Das Zeitmanagement natürlich (gleichzeitig mit Familienphase, aber auch ohne wäre es heftig). Nach 3 Semestern Ordinariat war ich an einem Tiefpunkt, weil ich von der schieren Menge an Anforderungen von allen Seiten (Drittmittelprojekte, Personalmanagement, Publikationen, Datensammlungen, Teamaufbau, Lehre, Lehrstuhl- und Institutsmanagement, Medien und Öffentlichkeitskommunikation) fast erschlagen war und nur noch funktionierte. Die Arbeit machte mir erstmals kaum mehr Freude. Ich habe damals ein Coaching begonnen, dass ich sporadisch immer noch mache. Es hat mir langfristig die Werkzeuge gegeben, um Kontrolle über die Prioritäten zu behalten und bewusster zu entscheiden, wozu ich diese Professur eigentlich benutzen will, was ihr langfristiger Beitrag sein soll.

Welches war einer der wertvollsten Tipps, den Sie während Ihrer Laufbahn erhalten haben? Und welchen Ratschlag möchten Sie Nachwuchswissenschaftlerinnen geben?
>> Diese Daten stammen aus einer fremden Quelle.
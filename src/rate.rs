//! Token-bucket rate controller (spec.md §4.8).
use std::sync::{Condvar, Mutex};
use std::time::{Duration, Instant};

use crate::error::PgmError;

struct Bucket {
    tokens: f64,
    last_refill: Instant,
}

/// Byte-granularity token bucket gating SPM and ODATA/RDATA egress.
///
/// NCFs bypass this controller entirely (spec.md §4.6, §4.8); callers simply
/// never route NCF emission through `check`.
pub struct RateController {
    rate_bytes_per_sec: f64,
    burst_cap: f64,
    bucket: Mutex<Bucket>,
    refill: Condvar,
}

impl RateController {
    /// Builds a controller replenishing at `rate_bytes_per_sec`, with a burst
    /// cap of `burst_cap` bytes (the bucket never holds more than this many
    /// tokens, bounding how much can be sent in one instant after idling).
    pub fn new(rate_bytes_per_sec: u64, burst_cap: u64) -> Self {
        let burst_cap = burst_cap.max(1) as f64;
        Self {
            rate_bytes_per_sec: rate_bytes_per_sec.max(1) as f64,
            burst_cap,
            bucket: Mutex::new(Bucket {
                tokens: burst_cap,
                last_refill: Instant::now(),
            }),
            refill: Condvar::new(),
        }
    }

    fn refill_locked(&self, bucket: &mut Bucket) {
        let now = Instant::now();
        let elapsed = now.duration_since(bucket.last_refill).as_secs_f64();
        bucket.tokens = (bucket.tokens + elapsed * self.rate_bytes_per_sec).min(self.burst_cap);
        bucket.last_refill = now;
    }

    /// Reserves `bytes` tokens. If `dontwait` is set, rejects immediately
    /// with [`PgmError::RateLimited`] rather than blocking (spec.md §4.4's
    /// DONTWAIT|WAITALL "reserve atomically or reject" batch semantics).
    /// Otherwise blocks until enough tokens accumulate.
    pub fn check(&self, bytes: usize, dontwait: bool) -> Result<(), PgmError> {
        let bytes = bytes as f64;
        if bytes > self.burst_cap {
            // No amount of waiting ever fills the bucket past `burst_cap`
            // (`refill_locked` caps it there), so a blocking caller would
            // otherwise wait forever. Distinct from `Oversize`, which is
            // APDU length against the window's total capacity.
            return Err(PgmError::Invalid(format!(
                "request of {bytes} bytes exceeds the rate burst cap of {}",
                self.burst_cap
            )));
        }
        let mut bucket = self.bucket.lock().unwrap();
        loop {
            self.refill_locked(&mut bucket);
            if bucket.tokens >= bytes {
                bucket.tokens -= bytes;
                return Ok(());
            }
            if dontwait {
                return Err(PgmError::RateLimited);
            }
            let wait_secs = (bytes - bucket.tokens) / self.rate_bytes_per_sec;
            let (guard, _) = self
                .refill
                .wait_timeout(bucket, Duration::from_secs_f64(wait_secs.max(0.001)))
                .unwrap();
            bucket = guard;
        }
    }
}

#[cfg(test)]
mod tests {
    use super::*;

    #[test]
    fn burst_within_cap_succeeds_immediately() {
        let rc = RateController::new(1_000_000_000, 1500);
        assert!(rc.check(1000, true).is_ok());
    }

    #[test]
    fn dontwait_rejects_when_bucket_exhausted() {
        let rc = RateController::new(1, 10);
        assert!(rc.check(5, true).is_ok());
        assert!(matches!(rc.check(1000, true), Err(PgmError::RateLimited)));
    }

    #[test]
    fn refill_grants_tokens_over_time() {
        let rc = RateController::new(1_000_000, 10);
        assert!(rc.check(10, true).is_ok());
        assert!(rc.check(1, true).is_err());
        std::thread::sleep(Duration::from_millis(5));
        assert!(rc.check(1, true).is_ok());
    }

    #[test]
    fn request_larger_than_burst_cap_errors_instead_of_blocking_forever() {
        let rc = RateController::new(1_000_000_000, 100);
        assert!(matches!(rc.check(1000, true), Err(PgmError::Invalid(_))));
        // dontwait=false (blocking) must also return promptly, not hang.
        assert!(matches!(rc.check(1000, false), Err(PgmError::Invalid(_))));
    }
}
Ich habe gelernt, dass Motivation aus "flow" und aus "achievement" kommen kann. Flow-Motivation bezeichnet das Glück das wir empfinden, wenn uns eine Tätigkeit erfüllt, bei mir etwa beim Auswerten von Daten, beim Schreiben, oder beim brainstormen im Team. Achievement-Motivation ist das Glück, das wir empfinden, wenn wir ein Ziel erreicht haben, eine Beförderung, eine Publikation, ein Grant. Die akademische Karriere trimmt uns auf die Jagd nach Achievements, aber für langfristige und nachhaltige Zufriedenheit ist es wichtig, immer wieder Zeit für den "Flow" zu finden und den eigenen Flow kennen zu lernen. Das ist das eine. Das andere ist, die eigenen Zeiten von hoher und tiefer kognitiver Leistungsfähigkeit kennen zu lernen. So oft ich kann halte ich die Vormittage frei, um schwierige kognitive Dinge zu erledigen. Dann kann ich guten Gewissens die Nachmittage für allerlei Tätigkeiten verwenden, die weniger anstrengend sind.